> _Data supplied_

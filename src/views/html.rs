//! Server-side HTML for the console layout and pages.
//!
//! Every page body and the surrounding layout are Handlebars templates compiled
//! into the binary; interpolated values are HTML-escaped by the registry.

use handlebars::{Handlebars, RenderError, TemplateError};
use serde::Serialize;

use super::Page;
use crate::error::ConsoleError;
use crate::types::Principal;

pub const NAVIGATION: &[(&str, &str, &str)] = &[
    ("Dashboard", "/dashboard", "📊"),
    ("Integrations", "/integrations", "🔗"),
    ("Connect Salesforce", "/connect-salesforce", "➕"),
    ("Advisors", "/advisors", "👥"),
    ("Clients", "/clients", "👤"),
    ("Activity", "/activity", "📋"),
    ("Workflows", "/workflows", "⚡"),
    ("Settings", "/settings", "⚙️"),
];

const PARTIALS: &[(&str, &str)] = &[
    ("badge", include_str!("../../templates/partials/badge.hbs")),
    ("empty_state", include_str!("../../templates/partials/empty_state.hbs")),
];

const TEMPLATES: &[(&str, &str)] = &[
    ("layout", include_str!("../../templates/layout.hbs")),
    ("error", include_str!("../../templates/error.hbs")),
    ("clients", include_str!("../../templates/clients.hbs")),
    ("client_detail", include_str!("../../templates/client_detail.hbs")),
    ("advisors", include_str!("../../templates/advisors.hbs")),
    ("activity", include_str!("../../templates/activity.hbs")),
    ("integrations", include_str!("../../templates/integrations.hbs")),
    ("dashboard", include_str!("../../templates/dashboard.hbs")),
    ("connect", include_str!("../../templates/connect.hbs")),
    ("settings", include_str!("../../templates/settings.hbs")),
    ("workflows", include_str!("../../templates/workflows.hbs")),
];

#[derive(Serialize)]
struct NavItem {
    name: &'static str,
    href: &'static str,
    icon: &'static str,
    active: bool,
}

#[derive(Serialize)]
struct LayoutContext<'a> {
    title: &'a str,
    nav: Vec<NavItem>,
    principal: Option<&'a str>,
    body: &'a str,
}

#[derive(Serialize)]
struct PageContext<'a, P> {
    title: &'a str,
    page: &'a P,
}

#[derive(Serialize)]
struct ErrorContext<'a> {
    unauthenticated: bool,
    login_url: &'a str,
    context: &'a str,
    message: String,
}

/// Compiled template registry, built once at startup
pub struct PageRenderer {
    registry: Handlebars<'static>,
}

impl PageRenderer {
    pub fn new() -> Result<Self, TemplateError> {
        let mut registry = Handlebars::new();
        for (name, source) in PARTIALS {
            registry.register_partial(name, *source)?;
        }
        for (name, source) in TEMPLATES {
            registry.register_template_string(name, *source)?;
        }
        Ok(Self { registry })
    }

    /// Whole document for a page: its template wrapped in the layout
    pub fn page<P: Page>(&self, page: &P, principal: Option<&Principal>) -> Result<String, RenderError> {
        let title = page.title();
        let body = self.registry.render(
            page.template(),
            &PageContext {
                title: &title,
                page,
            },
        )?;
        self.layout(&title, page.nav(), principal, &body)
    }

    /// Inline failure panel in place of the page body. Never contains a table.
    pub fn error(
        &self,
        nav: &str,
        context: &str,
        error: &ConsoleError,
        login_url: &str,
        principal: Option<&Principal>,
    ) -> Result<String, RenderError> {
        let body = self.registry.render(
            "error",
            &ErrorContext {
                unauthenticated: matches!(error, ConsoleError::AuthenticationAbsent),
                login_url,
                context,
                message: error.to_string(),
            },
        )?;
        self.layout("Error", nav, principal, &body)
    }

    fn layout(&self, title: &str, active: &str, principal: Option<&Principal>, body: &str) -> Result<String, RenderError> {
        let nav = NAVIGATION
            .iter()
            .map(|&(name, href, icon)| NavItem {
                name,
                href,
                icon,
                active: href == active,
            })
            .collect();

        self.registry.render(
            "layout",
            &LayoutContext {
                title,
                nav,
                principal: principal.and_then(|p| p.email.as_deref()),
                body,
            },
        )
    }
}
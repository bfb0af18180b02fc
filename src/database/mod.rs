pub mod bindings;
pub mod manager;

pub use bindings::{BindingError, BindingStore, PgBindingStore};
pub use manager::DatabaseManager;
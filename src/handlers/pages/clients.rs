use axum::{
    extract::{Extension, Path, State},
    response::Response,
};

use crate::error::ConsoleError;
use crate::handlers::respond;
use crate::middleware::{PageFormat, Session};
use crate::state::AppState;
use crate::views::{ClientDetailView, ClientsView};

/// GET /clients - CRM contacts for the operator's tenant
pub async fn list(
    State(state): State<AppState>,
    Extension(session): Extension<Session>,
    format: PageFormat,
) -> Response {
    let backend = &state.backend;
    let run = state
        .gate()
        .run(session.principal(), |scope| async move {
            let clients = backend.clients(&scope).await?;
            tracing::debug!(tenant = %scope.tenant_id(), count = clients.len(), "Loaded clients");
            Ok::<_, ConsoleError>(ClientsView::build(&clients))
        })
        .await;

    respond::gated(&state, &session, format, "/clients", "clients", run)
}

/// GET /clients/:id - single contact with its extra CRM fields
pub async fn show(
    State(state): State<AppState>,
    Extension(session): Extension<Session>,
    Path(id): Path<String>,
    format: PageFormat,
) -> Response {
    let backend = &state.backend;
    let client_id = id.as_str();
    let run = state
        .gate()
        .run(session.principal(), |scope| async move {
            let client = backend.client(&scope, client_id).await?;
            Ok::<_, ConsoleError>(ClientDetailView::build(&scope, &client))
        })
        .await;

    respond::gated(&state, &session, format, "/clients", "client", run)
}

--

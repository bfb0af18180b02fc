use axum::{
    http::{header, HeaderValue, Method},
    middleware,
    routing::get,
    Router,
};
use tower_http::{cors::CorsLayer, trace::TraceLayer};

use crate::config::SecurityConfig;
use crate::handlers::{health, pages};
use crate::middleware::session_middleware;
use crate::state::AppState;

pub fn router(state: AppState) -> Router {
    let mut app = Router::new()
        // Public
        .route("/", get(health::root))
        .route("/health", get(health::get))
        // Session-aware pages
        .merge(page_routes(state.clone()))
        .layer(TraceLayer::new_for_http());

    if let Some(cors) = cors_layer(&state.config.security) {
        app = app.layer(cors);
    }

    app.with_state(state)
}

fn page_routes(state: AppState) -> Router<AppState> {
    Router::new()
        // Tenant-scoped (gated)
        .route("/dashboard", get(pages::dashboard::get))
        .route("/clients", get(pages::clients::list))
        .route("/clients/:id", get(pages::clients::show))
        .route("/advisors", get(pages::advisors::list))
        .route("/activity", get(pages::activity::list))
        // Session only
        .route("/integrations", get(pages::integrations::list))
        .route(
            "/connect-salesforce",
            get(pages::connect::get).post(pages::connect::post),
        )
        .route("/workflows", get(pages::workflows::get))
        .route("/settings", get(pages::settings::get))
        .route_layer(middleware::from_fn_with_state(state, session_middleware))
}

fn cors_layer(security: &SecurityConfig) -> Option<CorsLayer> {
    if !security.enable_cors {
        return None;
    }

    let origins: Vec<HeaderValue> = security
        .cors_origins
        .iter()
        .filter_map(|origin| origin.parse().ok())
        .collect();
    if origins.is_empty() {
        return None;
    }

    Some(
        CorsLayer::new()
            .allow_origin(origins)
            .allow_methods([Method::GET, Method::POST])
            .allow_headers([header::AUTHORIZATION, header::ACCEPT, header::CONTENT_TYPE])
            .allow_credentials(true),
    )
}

---

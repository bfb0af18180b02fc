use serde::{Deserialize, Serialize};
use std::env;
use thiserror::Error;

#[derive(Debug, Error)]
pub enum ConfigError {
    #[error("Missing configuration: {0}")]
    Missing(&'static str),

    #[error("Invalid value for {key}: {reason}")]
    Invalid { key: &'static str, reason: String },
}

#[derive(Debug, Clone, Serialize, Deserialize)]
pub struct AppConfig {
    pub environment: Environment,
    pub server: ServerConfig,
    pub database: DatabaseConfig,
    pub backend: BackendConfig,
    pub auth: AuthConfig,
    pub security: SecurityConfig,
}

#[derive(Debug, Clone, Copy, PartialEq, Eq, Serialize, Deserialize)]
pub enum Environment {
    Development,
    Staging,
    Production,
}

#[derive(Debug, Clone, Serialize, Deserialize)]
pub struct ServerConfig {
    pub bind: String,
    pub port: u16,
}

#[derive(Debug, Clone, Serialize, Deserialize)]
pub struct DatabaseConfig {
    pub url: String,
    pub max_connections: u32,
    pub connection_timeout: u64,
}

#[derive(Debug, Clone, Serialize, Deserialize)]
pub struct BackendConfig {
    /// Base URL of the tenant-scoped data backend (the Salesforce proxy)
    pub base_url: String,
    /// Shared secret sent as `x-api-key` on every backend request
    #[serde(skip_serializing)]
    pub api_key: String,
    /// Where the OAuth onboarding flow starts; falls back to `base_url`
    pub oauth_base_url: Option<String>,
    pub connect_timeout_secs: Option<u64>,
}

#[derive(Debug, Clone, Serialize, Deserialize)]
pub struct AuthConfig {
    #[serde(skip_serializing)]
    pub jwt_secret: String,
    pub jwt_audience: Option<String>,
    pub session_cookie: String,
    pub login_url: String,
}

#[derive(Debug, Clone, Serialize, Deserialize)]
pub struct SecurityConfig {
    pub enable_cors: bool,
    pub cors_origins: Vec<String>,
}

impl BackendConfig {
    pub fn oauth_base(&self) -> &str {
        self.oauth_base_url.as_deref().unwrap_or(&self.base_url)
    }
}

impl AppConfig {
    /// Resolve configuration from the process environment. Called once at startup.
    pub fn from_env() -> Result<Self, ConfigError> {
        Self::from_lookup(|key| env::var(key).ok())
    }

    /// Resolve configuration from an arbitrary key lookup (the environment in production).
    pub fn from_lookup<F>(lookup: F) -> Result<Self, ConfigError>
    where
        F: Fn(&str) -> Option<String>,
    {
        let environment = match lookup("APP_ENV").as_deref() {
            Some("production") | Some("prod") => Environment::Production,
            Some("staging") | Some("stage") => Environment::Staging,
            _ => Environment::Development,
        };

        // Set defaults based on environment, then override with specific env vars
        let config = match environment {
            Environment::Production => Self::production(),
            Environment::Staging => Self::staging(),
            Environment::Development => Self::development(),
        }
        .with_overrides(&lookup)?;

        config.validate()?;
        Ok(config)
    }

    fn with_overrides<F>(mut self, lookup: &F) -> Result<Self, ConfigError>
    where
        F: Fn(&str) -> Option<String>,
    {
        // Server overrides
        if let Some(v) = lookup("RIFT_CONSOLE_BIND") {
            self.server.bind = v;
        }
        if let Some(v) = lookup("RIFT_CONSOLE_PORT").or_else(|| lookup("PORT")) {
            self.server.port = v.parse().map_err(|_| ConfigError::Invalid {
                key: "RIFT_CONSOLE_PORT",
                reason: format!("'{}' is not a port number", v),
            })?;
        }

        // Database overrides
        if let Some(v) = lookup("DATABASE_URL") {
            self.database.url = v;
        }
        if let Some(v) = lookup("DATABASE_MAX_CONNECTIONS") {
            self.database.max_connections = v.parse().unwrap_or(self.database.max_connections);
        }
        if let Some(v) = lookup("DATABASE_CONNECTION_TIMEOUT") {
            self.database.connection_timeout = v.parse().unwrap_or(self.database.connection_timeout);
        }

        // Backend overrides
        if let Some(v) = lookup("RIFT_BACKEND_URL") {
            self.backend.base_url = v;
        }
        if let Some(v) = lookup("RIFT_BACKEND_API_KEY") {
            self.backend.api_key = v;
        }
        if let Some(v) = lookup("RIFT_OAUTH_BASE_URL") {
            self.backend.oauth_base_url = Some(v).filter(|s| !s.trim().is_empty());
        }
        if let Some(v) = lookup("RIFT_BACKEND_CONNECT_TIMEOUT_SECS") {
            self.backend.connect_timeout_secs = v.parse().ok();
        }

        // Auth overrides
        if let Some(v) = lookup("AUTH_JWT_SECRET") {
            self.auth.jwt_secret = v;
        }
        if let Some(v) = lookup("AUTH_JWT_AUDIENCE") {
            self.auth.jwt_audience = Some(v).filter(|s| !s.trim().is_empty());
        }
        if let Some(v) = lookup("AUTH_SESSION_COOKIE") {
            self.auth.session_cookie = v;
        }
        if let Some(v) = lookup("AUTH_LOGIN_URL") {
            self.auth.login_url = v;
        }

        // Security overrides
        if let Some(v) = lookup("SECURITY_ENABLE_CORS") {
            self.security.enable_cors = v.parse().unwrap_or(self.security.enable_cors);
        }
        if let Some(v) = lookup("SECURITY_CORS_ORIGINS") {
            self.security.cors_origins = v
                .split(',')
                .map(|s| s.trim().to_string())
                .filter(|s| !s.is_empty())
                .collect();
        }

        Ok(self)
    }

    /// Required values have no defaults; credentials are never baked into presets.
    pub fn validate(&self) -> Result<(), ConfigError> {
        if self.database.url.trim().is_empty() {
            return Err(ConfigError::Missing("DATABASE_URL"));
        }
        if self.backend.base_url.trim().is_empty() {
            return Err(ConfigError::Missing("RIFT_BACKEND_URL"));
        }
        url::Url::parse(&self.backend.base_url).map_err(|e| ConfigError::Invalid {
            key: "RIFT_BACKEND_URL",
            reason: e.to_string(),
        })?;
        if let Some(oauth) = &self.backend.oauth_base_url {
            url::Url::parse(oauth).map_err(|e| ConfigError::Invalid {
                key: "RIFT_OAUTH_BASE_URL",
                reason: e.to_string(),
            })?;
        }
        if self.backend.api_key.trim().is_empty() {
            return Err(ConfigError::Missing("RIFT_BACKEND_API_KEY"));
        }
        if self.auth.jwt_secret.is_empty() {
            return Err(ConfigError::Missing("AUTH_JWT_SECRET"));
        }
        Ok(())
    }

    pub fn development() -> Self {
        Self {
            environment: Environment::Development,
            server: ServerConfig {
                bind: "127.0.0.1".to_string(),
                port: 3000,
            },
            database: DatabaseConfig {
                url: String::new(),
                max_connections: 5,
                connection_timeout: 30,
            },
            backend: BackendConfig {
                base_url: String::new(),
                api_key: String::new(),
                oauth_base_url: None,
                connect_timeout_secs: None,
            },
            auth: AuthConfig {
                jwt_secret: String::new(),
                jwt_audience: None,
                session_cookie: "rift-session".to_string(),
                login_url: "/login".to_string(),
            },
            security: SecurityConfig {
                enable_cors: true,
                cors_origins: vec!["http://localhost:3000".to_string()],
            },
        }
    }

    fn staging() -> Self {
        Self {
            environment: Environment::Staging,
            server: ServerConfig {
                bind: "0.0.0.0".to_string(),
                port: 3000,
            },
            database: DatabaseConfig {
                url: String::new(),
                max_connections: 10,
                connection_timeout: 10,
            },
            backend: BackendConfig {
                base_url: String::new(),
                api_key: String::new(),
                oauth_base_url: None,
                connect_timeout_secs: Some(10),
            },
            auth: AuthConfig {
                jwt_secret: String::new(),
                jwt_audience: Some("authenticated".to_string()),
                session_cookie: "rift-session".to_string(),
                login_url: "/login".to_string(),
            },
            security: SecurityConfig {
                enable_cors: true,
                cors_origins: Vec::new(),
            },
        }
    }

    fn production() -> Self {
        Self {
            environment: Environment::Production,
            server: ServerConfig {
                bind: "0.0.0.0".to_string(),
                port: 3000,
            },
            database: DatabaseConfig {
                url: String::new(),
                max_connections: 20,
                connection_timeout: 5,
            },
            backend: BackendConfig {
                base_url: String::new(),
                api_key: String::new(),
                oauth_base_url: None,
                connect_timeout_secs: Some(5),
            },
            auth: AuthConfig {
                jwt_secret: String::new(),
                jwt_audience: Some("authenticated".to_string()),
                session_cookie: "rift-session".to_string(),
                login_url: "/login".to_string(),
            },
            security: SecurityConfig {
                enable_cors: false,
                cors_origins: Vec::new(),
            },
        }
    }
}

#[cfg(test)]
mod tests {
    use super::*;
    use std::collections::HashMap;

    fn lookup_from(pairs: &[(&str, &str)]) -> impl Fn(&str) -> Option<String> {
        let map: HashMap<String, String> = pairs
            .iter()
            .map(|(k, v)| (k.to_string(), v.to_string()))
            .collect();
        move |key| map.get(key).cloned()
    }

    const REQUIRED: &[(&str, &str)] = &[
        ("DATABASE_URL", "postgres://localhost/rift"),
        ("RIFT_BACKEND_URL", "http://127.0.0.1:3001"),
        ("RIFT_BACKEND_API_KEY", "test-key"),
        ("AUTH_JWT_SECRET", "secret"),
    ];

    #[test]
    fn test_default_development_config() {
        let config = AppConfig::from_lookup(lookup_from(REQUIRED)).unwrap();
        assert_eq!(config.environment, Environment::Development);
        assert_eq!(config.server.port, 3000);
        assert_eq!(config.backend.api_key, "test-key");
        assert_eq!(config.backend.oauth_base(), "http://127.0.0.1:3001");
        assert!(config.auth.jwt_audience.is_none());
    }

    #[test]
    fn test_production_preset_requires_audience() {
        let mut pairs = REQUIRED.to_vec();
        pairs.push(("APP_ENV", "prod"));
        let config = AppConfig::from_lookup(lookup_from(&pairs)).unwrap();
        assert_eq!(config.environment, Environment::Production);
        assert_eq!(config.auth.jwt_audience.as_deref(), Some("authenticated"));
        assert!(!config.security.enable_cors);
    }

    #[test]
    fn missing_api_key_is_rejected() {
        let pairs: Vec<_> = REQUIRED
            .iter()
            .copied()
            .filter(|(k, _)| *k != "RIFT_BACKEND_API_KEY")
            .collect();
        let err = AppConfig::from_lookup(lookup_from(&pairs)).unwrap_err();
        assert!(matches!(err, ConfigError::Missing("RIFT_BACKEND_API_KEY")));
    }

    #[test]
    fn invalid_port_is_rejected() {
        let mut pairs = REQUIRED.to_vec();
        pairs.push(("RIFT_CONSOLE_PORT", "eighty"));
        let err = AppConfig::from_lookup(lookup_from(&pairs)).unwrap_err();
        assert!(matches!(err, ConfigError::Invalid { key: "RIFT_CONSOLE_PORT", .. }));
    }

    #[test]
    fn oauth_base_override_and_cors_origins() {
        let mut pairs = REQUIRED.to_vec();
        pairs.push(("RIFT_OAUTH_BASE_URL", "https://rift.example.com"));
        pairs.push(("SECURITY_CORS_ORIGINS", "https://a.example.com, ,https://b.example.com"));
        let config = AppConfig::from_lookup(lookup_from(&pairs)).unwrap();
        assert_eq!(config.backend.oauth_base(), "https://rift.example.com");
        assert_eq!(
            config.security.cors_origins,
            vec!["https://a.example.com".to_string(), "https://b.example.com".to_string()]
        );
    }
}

> _Work item_
Would you please copy every line in the data that contains the word "message"?

> _Response_
    message: String,
                message: error.to_string(),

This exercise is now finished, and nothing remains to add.